Permanent Mission of the Russian Federation to the United Nations

Permanent Mission of the Russian Federation to the United Nations

Statement by Ambassador Vassily A. Nebenzia, Permanent Representative of the Russian Federation to the United Nations, during the UN Security Council meeting on the situation in Somalia and Eritrea

Like other members of the Council, we are eager to see sustainable peace and stability achieved as soon as possible in Somalia and Eritrea, and in the Horn of Africa as a whole, but we were obliged to abstain in the voting on resolution 2385 (2017) for the following reasons.

The main criteria for instituting restrictive measures against Asmara in 2009 were based on Eritrea’s support to the terrorist group Al-Shabaab, the border dispute between Djibouti and Eritrea, the support Asmara was lending to armed groups operating against Djibouti and Ethiopia and Eritrea’s lack of cooperation with the Monitoring Group on Somalia and Eritrea.

In the intervening eight years, the situation on the ground has changed significantly. For the fourth year in a row, the reports of the Monitoring Group conclude that there is no convincing evidence of Eritrea’s support for Al-Shabaab. As for its claims that the Eritreans allegedly support regional armed groups, the same report from the experts says that this kind of assistance is forthcoming not just from Asmara, but from almost every State in the region.

In other words, the problem is clearly a regional one, and it would be unfair to blame Eritrea alone for the destabilization of the entire region. We would like to draw the Council’s attention to the fact that some of the armed groups mentioned by the Monitoring Group have headquarters in the capitals of countries whose delegations are sitting around this table. We can therefore see that some of the reasons that gave rise to the need to impose sanctions on Eritrea no longer exist, while the sanctions regime itself continues unchanged.

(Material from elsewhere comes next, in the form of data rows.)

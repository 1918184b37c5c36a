use std::time::Duration;

use async_trait::async_trait;
use matzip_core::config::SearchBackendConfig;
use matzip_core::SearchError;
use serde::Deserialize;
use serde_json::Value;

/// Ranked-document store contract. One method: run a structured query,
/// get ranked hits (plus aggregations for statistics queries) back.
#[async_trait]
pub trait SearchBackend: Send + Sync {
    async fn run_query(&self, body: Value) -> Result<QueryResponse, SearchError>;
}

#[derive(Clone, Debug, Default, Deserialize)]
pub struct QueryResponse {
    #[serde(default)]
    pub took: u64,
    #[serde(default)]
    pub hits: HitsEnvelope,
    #[serde(default)]
    pub aggregations: Option<Aggregations>,
}

impl QueryResponse {
    pub fn total(&self) -> u64 {
        self.hits.total.value
    }
}

#[derive(Clone, Debug, Default, Deserialize)]
pub struct HitsEnvelope {
    #[serde(default)]
    pub total: TotalHits,
    #[serde(default)]
    pub hits: Vec<Hit>,
}

#[derive(Clone, Debug, Default, Deserialize)]
pub struct TotalHits {
    #[serde(default)]
    pub value: u64,
}

#[derive(Clone, Debug, Default, Deserialize)]
pub struct Hit {
    #[serde(default, rename = "_id")]
    pub id: String,
    #[serde(default, rename = "_score")]
    pub score: Option<f64>,
    #[serde(default, rename = "_source")]
    pub source: Value,
    #[serde(default, rename = "inner_hits")]
    pub inner_hits: Option<Value>,
}

#[derive(Clone, Debug, Default, Deserialize)]
pub struct Aggregations {
    #[serde(default)]
    pub categories: Option<TermsAggregation>,
}

#[derive(Clone, Debug, Default, Deserialize)]
pub struct TermsAggregation {
    #[serde(default)]
    pub buckets: Vec<TermsBucket>,
}

#[derive(Clone, Debug, Default, Deserialize)]
pub struct TermsBucket {
    #[serde(default)]
    pub key: String,
    #[serde(default)]
    pub doc_count: u64,
}

/// HTTP client for the Elasticsearch `_search` endpoint. Timeout is bounded
/// by configuration; transport failures map to `BackendUnavailable` and
/// non-2xx responses to `BackendError`.
#[derive(Clone, Debug)]
pub struct EsClient {
    http: reqwest::Client,
    base_url: String,
    index: String,
}

impl EsClient {
    pub fn new(config: &SearchBackendConfig) -> Result<Self, SearchError> {
        let http = reqwest::Client::builder()
            .timeout(Duration::from_secs(config.timeout_secs))
            .build()
            .map_err(|error| SearchError::BackendUnavailable(error.to_string()))?;
        Ok(Self {
            http,
            base_url: config.base_url.trim_end_matches('/').to_owned(),
            index: config.index.clone(),
        })
    }

    /// Reachability probe for health checks; does not touch the index.
    pub async fn ping(&self) -> Result<(), SearchError> {
        let response = self
            .http
            .get(&self.base_url)
            .send()
            .await
            .map_err(|error| SearchError::BackendUnavailable(error.to_string()))?;
        if response.status().is_success() {
            Ok(())
        } else {
            Err(SearchError::BackendError {
                status: response.status().as_u16(),
                detail: "ping failed".to_owned(),
            })
        }
    }
}

#[async_trait]
impl SearchBackend for EsClient {
    async fn run_query(&self, body: Value) -> Result<QueryResponse, SearchError> {
        let url = format!("{}/{}/_search", self.base_url, self.index);
        let response = self
            .http
            .post(&url)
            .json(&body)
            .send()
            .await
            .map_err(|error| SearchError::BackendUnavailable(error.to_string()))?;

        let status = response.status();
        if !status.is_success() {
            let detail = response.text().await.unwrap_or_else(|_| "<unreadable body>".to_owned());
            return Err(SearchError::BackendError { status: status.as_u16(), detail });
        }

        response.json::<QueryResponse>().await.map_err(|error| SearchError::BackendError {
            status: status.as_u16(),
            detail: format!("malformed search response: {error}"),
        })
    }
}

#[cfg(test)]
mod tests {
    use serde_json::json;

    use super::QueryResponse;

    #[test]
    fn deserializes_ranked_hits_with_inner_hits() {
        let response: QueryResponse = serde_json::from_value(json!({
            "took": 4,
            "hits": {
                "total": {"value": 2, "relation": "eq"},
                "hits": [
                    {
                        "_id": "r-1",
                        "_score": 7.25,
                        "_source": {"name": "여의도 한정식", "category": "한식"},
                        "inner_hits": {"menu": {"hits": {"hits": []}}}
                    },
                    {
                        "_id": "r-2",
                        "_score": null,
                        "_source": {"name": "IFC 이탈리안", "category": "이탈리안"}
                    }
                ]
            }
        }))
        .expect("valid search response");

        assert_eq!(response.total(), 2);
        assert_eq!(response.hits.hits.len(), 2);
        assert_eq!(response.hits.hits[0].score, Some(7.25));
        assert!(response.hits.hits[0].inner_hits.is_some());
        assert_eq!(response.hits.hits[1].score, None);
    }

    #[test]
    fn deserializes_aggregation_buckets() {
        let response: QueryResponse = serde_json::from_value(json!({
            "hits": {"total": {"value": 0}, "hits": []},
            "aggregations": {
                "categories": {
                    "buckets": [
                        {"key": "한식", "doc_count": 40},
                        {"key": "카페", "doc_count": 25}
                    ]
                }
            }
        }))
        .expect("valid aggregation response");

        let buckets =
            response.aggregations.expect("aggregations").categories.expect("categories").buckets;
        assert_eq!(buckets.len(), 2);
        assert_eq!(buckets[0].key, "한식");
        assert_eq!(buckets[0].doc_count, 40);
    }
}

We are concerned about the fact that the Monitoring Group was unable to visit Eritrea this year, and we supported the draft text’s provisions related to that. However, in our view, compared with last year’s version, this year’s resolution has only worsened. 

Despite our repeated requests, it makes no reference to a road map that could serve as a kind of guide for Eritrea’s actions in the future. In addition, the authors deleted the reference in the preamble to the fact that the Monitoring Group once again failed to find conclusive evidence of Eritrean support to Al-Shabaab, on the pretext that the passage also appears in the operative part of the resolution and according to them was therefore superfluous.

At the same time, however, in both the preamble and the operative part of the resolution there are paragraphs critical of Eritrea that correspond to the penholders’ interests, and we cannot support this kind of selective approach. In that regard, we once again reiterate the importance of formulating some sort of road map for gradually lifting the sanctions on Asmara, as we and a number of delegations suggested during the work on the draft resolution as long ago as last year, as well as during 2017.